Mussolini wanted Italy to become a new Roman Empire. In 1923, he attacked the island of Corfu, and in 1924, he occupied the city state of Fiume. In 1935, he attacked the African country Abyssinia (now called Ethiopia). His forces occupied it in 1936. Italy was thrown out of the League of Nations because of this aggression. In 1939, he occupied the country Albania. In 1936, Mussolini signed an alliance with Adolf Hitler, the dictator of Germany.
Fall from power and death[change | change source]
In 1940, he sent Italy into the Second World War on the side of the Axis countries. Mussolini attacked Greece, but he failed to conquer it. In 1943, the Allies landed in Southern Italy. The Fascist party and King Vittorio Emanuel III deposed Mussolini and put him in jail, but he was set free by the Germans, who made him ruler of the Italian Social Republic puppet state which was in a small part of Central Italy. When the war was almost over, Mussolini tried to escape to Switzerland with his mistress, Clara Petacci, but they were both captured and shot by partisans. Mussolini's dead body was hanged upside-down, together with his mistress and some of Mussolini's helpers, on a pole at a gas station in the village of Milan, which is near the border between Italy and Switzerland.
After death[change | change source]
After the war, several Neo-Fascist movements have had success in Italy, the most important being the Movimento Sociale Italiano. His granddaughter Alessandra Mussolini has outspoken views similar to Fascism.
Legacy[change | change source]
Mussolini's legacy is complex; he played a significant role in Italian history, but his association with fascism and authoritarianism has left a controversial mark. His policies had lasting effects, but they were often accompanied by suppression of dissent and human rights abuses.

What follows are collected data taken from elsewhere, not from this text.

// SPDX-FileCopyrightText: 2026 Bruno Meilick
// SPDX-License-Identifier: LicenseRef-Scopedeck-FreeUse-NoCopy-NoDerivatives
//
// All rights reserved.
//
// This file is part of Scopedeck and is proprietary software.
// Unauthorized copying, modification, or distribution is prohibited.

//! A flat backend: one list of profiles, each entered directly for its tools.

use std::sync::Arc;
use std::time::Instant;

use smallvec::smallvec;

use super::search;
use super::{
    BackendEvent, BackendInput, PageRow, PageView, PlacedPage, PlacedPages, WorkspaceBackend,
    WorkspaceError,
};
use crate::model::{Scope, ScopeKind};
use crate::nav::PagePlacement;

#[derive(Debug, Default)]
pub struct ProfilesBackend {
    entrance: Option<Arc<Scope>>,
    profiles: Vec<Arc<Scope>>,
    current: Option<Arc<Scope>>,
    search: String,
    cursor: usize,
    events: Vec<BackendEvent>,
}

impl ProfilesBackend {
    pub const NAME: &'static str = "profiles";

    pub fn new() -> Self {
        Self::default()
    }

    fn visible(&self) -> Vec<usize> {
        search::rank(
            &self.search,
            self.profiles.iter().map(|profile| profile.name().as_str()),
        )
    }

    pub fn profile_names(&self) -> Vec<String> {
        self.visible()
            .into_iter()
            .map(|idx| self.profiles[idx].name().to_string())
            .collect()
    }

    fn view(&self) -> PageView {
        let current = self.current.as_ref().map(|scope| scope.name().as_str());
        let rows = self
            .visible()
            .into_iter()
            .map(|idx| {
                let label = self.profiles[idx].name().to_string();
                PageRow {
                    dimmed: current.is_some_and(|current| current != label),
                    label,
                    depth: 0,
                }
            })
            .collect::<Vec<_>>();
        PageView {
            title: "Profiles".to_owned(),
            header: self
                .entrance
                .iter()
                .map(|entrance| entrance.name().to_string())
                .collect(),
            search: self.search.clone(),
            search_placeholder: "search profiles..",
            cursor: (!rows.is_empty()).then_some(self.cursor),
            rows,
            footer: Vec::new(),
        }
    }
}

impl WorkspaceBackend for ProfilesBackend {
    fn name(&self) -> &str {
        Self::NAME
    }

    fn enter_workspace(
        &mut self,
        scope: &Arc<Scope>,
        _backend_changed: bool,
        _now: Instant,
    ) -> Result<(), WorkspaceError> {
        match scope.kind() {
            ScopeKind::Entrance(_) => {
                self.entrance = Some(Arc::clone(scope));
                self.current = None;
                Ok(())
            }
            ScopeKind::Project(_) => {
                self.current = Some(Arc::clone(scope));
                self.events.push(BackendEvent::ToolsRequested(Arc::clone(scope)));
                Ok(())
            }
            ScopeKind::Asset(_) | ScopeKind::Task => {
                Err(WorkspaceError::unsupported(Self::NAME, scope))
            }
        }
    }

    fn wants_children(&self, scope: &Scope) -> bool {
        matches!(scope.kind(), ScopeKind::Entrance(_))
    }

    fn update_workspace(
        &mut self,
        scope: &Arc<Scope>,
        children: &[Arc<Scope>],
    ) -> Result<(), WorkspaceError> {
        match scope.kind() {
            ScopeKind::Entrance(_) => {
                let expected = scope.variant().expected_child();
                if let Some(child) = children
                    .iter()
                    .map(|child| child.variant())
                    .find(|variant| Some(*variant) != expected)
                {
                    return Err(WorkspaceError::unsupported_children(Self::NAME, scope, child));
                }
                self.profiles = children.to_vec();
                self.cursor = 0;
                Ok(())
            }
            // Profiles are leaves here; whatever lies below them is not shown.
            ScopeKind::Project(_) => Ok(()),
            ScopeKind::Asset(_) | ScopeKind::Task => {
                Err(WorkspaceError::unsupported(Self::NAME, scope))
            }
        }
    }

    fn on_cache_cleared(&mut self) {
        self.cursor = 0;
        self.current = None;
    }

    fn drain_events(&mut self) -> Vec<BackendEvent> {
        std::mem::take(&mut self.events)
    }

    fn current_page(&self) -> usize {
        0
    }

    fn handle_input(&mut self, input: BackendInput, _now: Instant) {
        let len = self.visible().len();
        match input {
            BackendInput::Up => self.cursor = self.cursor.saturating_sub(1),
            BackendInput::Down => {
                if self.cursor + 1 < len {
                    self.cursor += 1;
                }
            }
            BackendInput::Activate => {
                let selected = self
                    .visible()
                    .get(self.cursor)
                    .and_then(|idx| self.profiles.get(*idx))
                    .cloned();
                if let Some(profile) = selected {
                    self.events.push(BackendEvent::WorkspaceChanged(profile));
                }
            }
            BackendInput::SearchChar(ch) => {
                self.search.push(ch);
                self.cursor = 0;
            }
            BackendInput::SearchBackspace => {
                self.search.pop();
                self.cursor = 0;
            }
            BackendInput::Home
            | BackendInput::ToggleTaskedOnly
            | BackendInput::NextTask
            | BackendInput::PreviousTask => {}
        }
    }

    fn pages(&self, _now: Instant) -> PlacedPages {
        smallvec![PlacedPage {
            placement: PagePlacement { page: 0, x: 0, y: 0 },
            view: self.view(),
        }]
    }
}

Sources[change | change source]
- Brendon, Piers The Dark Valley: A Panorama of the 1930s Vintage Books 2000 page 128
- Mussolini, Benito (1998) My Rise and Fall Da Capo Press page 3
- Mussolini, Benito My Rise and Fall Da Capo Press 1998 pages 11-12
- http://www.kennethbillings.org/mussolini.html Archived 2013-09-08 at the Wayback Machine 1941 book "Dictators and Democrats"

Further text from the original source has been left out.